- VHS to MP3 Guide -
HOW TO CONVERT FROM VHS TO MP3
The purpose of this guide is to explain how to convert sound from VHS tapes into MP3 files on computer, so that those who have missing live performances of Christina on VHS tapes can learn to make MP3s and contribute to the community, since a lot of people do not know how to do so. Most resort to using a microphone and recording the sound that is played by placing the mic near the speaker, which is a very bad method that results in a loss of 50-75% of the original sound quality. The following is a detailed explanation on how to convert from VHS to MP3 preserving the original quality.
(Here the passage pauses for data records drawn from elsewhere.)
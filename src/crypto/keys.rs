//! P-256 key material decoding.
//!
//! Keys arrive as PEM documents (SPKI `PUBLIC KEY`, PKCS#8 `PRIVATE KEY`, SEC1
//! `EC PRIVATE KEY`) or as base64 of either the DER bytes or a whole PEM document.
//! The named curve is checked explicitly: a key on any curve other than P-256 is a
//! [`ConfigError::UnsupportedCurve`], never a verification failure.

use base64::{engine::general_purpose::STANDARD as BASE64, Engine};
use p256::ecdsa::{SigningKey, VerifyingKey};
use p256::pkcs8::der::{pem, Decode};
use p256::pkcs8::spki::{ObjectIdentifier, SubjectPublicKeyInfoRef};
use p256::pkcs8::{DecodePrivateKey, DecodePublicKey, EncodePublicKey, LineEnding, PrivateKeyInfo};

use crate::error::ConfigError;

/// `id-ecPublicKey` (RFC 5480).
const ID_EC_PUBLIC_KEY: ObjectIdentifier = ObjectIdentifier::new_unwrap("1.2.840.10045.2.1");

/// `secp256r1` / `prime256v1` / NIST P-256.
const SECP256R1: ObjectIdentifier = ObjectIdentifier::new_unwrap("1.2.840.10045.3.1.7");

// ─── Public keys ─────────────────────────────────────────────────────────────

/// A P-256 public key used to verify administrator and HSM signatures.
#[derive(Debug, Clone, PartialEq, Eq)]
pub struct PublicKeyMaterial {
    key: VerifyingKey,
}

impl PublicKeyMaterial {
    /// Decode a `-----BEGIN PUBLIC KEY-----` (SPKI) document.
    pub fn from_pem(pem: &str) -> Result<Self, ConfigError> {
        let (label, der) = decode_pem(pem)?;
        if label != "PUBLIC KEY" {
            return Err(ConfigError::InvalidKey(format!(
                "expected PUBLIC KEY PEM, found {label}"
            )));
        }
        Self::from_der(&der)
    }

    /// Decode DER-encoded SPKI bytes.
    pub fn from_der(der: &[u8]) -> Result<Self, ConfigError> {
        let spki = SubjectPublicKeyInfoRef::from_der(der)
            .map_err(|e| ConfigError::InvalidKey(e.to_string()))?;
        if spki.algorithm.oid != ID_EC_PUBLIC_KEY {
            return Err(ConfigError::NotAnEcKey {
                oid: spki.algorithm.oid.to_string(),
            });
        }
        let curve = spki
            .algorithm
            .parameters_oid()
            .map_err(|e| ConfigError::InvalidKey(format!("missing named curve: {e}")))?;
        if curve != SECP256R1 {
            return Err(ConfigError::UnsupportedCurve {
                oid: curve.to_string(),
            });
        }

        let key = VerifyingKey::from_public_key_der(der)
            .map_err(|e| ConfigError::InvalidKey(e.to_string()))?;
        Ok(Self { key })
    }

    /// Decode base64 of either DER SPKI bytes or a full PEM document.
    pub fn from_base64(encoded: &str) -> Result<Self, ConfigError> {
        let bytes = BASE64
            .decode(encoded.trim())
            .map_err(|e| ConfigError::InvalidKey(format!("invalid base64: {e}")))?;
        if bytes.starts_with(b"-----BEGIN") {
            let pem = std::str::from_utf8(&bytes)
                .map_err(|_| ConfigError::InvalidKey("PEM is not UTF-8".into()))?;
            return Self::from_pem(pem);
        }
        Self::from_der(&bytes)
    }

    /// Decode either a PEM document or base64-encoded key, whichever `input` is.
    pub fn parse(input: &str) -> Result<Self, ConfigError> {
        if input.trim_start().starts_with("-----BEGIN") {
            Self::from_pem(input)
        } else {
            Self::from_base64(input)
        }
    }

    pub fn verifying_key(&self) -> &VerifyingKey {
        &self.key
    }

    /// Re-encode as an SPKI PEM document.
    pub fn to_pem(&self) -> Result<String, ConfigError> {
        self.key
            .to_public_key_pem(LineEnding::LF)
            .map_err(|e| ConfigError::InvalidKey(e.to_string()))
    }
}

impl From<VerifyingKey> for PublicKeyMaterial {
    fn from(key: VerifyingKey) -> Self {
        Self { key }
    }
}

// ─── Private keys ────────────────────────────────────────────────────────────

/// A P-256 private key used for approval signing. The inner key zeroizes on drop.
#[derive(Clone)]
pub struct PrivateKeyMaterial {
    key: SigningKey,
}

impl PrivateKeyMaterial {
    /// Decode a PKCS#8 (`PRIVATE KEY`) or SEC1 (`EC PRIVATE KEY`) PEM document.
    pub fn from_pem(pem: &str) -> Result<Self, ConfigError> {
        let (label, der) = decode_pem(pem)?;
        match label.as_str() {
            "PRIVATE KEY" => Self::from_pkcs8_der(&der),
            "EC PRIVATE KEY" => {
                let secret = p256::SecretKey::from_sec1_der(&der)
                    .map_err(|e| ConfigError::InvalidKey(e.to_string()))?;
                Ok(Self {
                    key: SigningKey::from(secret),
                })
            }
            other => Err(ConfigError::InvalidKey(format!(
                "expected PRIVATE KEY or EC PRIVATE KEY PEM, found {other}"
            ))),
        }
    }

    /// Decode PKCS#8 DER bytes.
    pub fn from_pkcs8_der(der: &[u8]) -> Result<Self, ConfigError> {
        let info =
            PrivateKeyInfo::from_der(der).map_err(|e| ConfigError::InvalidKey(e.to_string()))?;
        if info.algorithm.oid != ID_EC_PUBLIC_KEY {
            return Err(ConfigError::NotAnEcKey {
                oid: info.algorithm.oid.to_string(),
            });
        }
        let curve = info
            .algorithm
            .parameters_oid()
            .map_err(|e| ConfigError::InvalidKey(format!("missing named curve: {e}")))?;
        if curve != SECP256R1 {
            return Err(ConfigError::UnsupportedCurve {
                oid: curve.to_string(),
            });
        }

        let key =
            SigningKey::from_pkcs8_der(der).map_err(|e| ConfigError::InvalidKey(e.to_string()))?;
        Ok(Self { key })
    }

    pub fn signing_key(&self) -> &SigningKey {
        &self.key
    }

    pub fn public_key(&self) -> PublicKeyMaterial {
        PublicKeyMaterial::from(*self.key.verifying_key())
    }
}

impl From<SigningKey> for PrivateKeyMaterial {
    fn from(key: SigningKey) -> Self {
        Self { key }
    }
}

impl std::fmt::Debug for PrivateKeyMaterial {
    fn fmt(&self, f: &mut std::fmt::Formatter<'_>) -> std::fmt::Result {
        f.debug_struct("PrivateKeyMaterial")
            .field("key", &"<redacted>")
            .finish()
    }
}

// ─── PEM ─────────────────────────────────────────────────────────────────────

/// Split a PEM document into its label and decoded DER body.
fn decode_pem(input: &str) -> Result<(String, Vec<u8>), ConfigError> {
    let (label, der) = pem::decode_vec(input.trim().as_bytes())
        .map_err(|e| ConfigError::InvalidKey(format!("invalid PEM: {e}")))?;
    Ok((label.to_string(), der))
}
In order to convert from VHS to MP3, there are a few essential things that you must have in order to be able to do so. First of all, you must have a VCR and a computer. I assume that everyone has a VCR and as for a computer... you wouldn't be reading this if you didn't have a computer. Ok, enough joking around. Time for the serious stuff. What you need other than a VCR and a computer is a sound card on your computer with a "line in" capablility where you connect the VCR to. And the thing that most people are missing is the correct type of cable to connect the VCR to the line in of the soundcard. What you need is a cable where one end is a 1/8inch stereo plug and the other end is 2 RCA plugs. The stereo plug is the same type of plug as your average computer speaker plug or headphone plug and the 2 RCA plugs are the type of plugs that fit into the sound input on your VCR (the yellow and white jacks). This cable can be bought at any electronics store such as Radio Shack. Here is a picture of this type of cable:
Here are two links to places where you can view and/or buy such a cable:
The required software for the computer is pretty simple. First of all, you need a program to record sound. The Sound Recorder that comes with Windows limits you to a maximum of around a minute or so, so a third party program is required. Any program that can record 44kHz 16bit stereo WAV files and can accept the "line in" of the soundcard as a sound source will do. A program such as AudioEdit Deluxe will work fine. Click here to download a shareware version of it that lets you use it for 15 days:
AudioEdit Deluxe 1.1
Visit Mystik Media's Homepage
An alternative to AudioEdit Deluxe is Total Recorder, but you have to purchase it online for $12. Download the Shareware version of it HERE.
Other than the sound recording program, you also need a program that converts WAV files to MP3. A freeware program that does this is Dionysus' Mp3 Encoder. Click here to download a freeware version of it:
Dionysus' Mp3 Encoder v0.5
Visit Dionysus' Homepage
An alternative to Dionysus' Mp3 Encoder is Easy CD-DA Extractor, but you have to purchase it online for $30. Download the Shareware version of it HERE.
NOTE: The alternative program choices are the best ones to use. If you want only the best quality and maximum functions/power, then I suggest you go and pay the registration fee for those two programs.
Setting it up is pretty easy. What you do is connect the RCA ends of the cable to the "sound output jacks" of your VCR and connect the stereo end of the cable to the "line in" jack of your soundcard (should be near or right beside the "speaker out" on your sound card.) Below is a diagram of how you should connect the two together (please excuse my lack of artistic abilities):
When you have everything set up, load the WAV recording program and start recording once you press play. Make sure you have the tape in the proper spot where you want to start recording. Once the portion of the video you desire has been recorded, press stop on the sound recording program before you press stop on the VCR to prevent excess material from being recorded. At this point, if you have a sound editing program, you could do a fade in, a fade out, cut out parts that you don't want, and normalize the sound... but these are optional and are not necessary. Anyways, what you do next is just load up the program that converts WAV files to MP3 and then do the conversion. I would recommend to convert the WAV to a 44kHz 16bit stereo MP3 at 192kbps since it is the standard.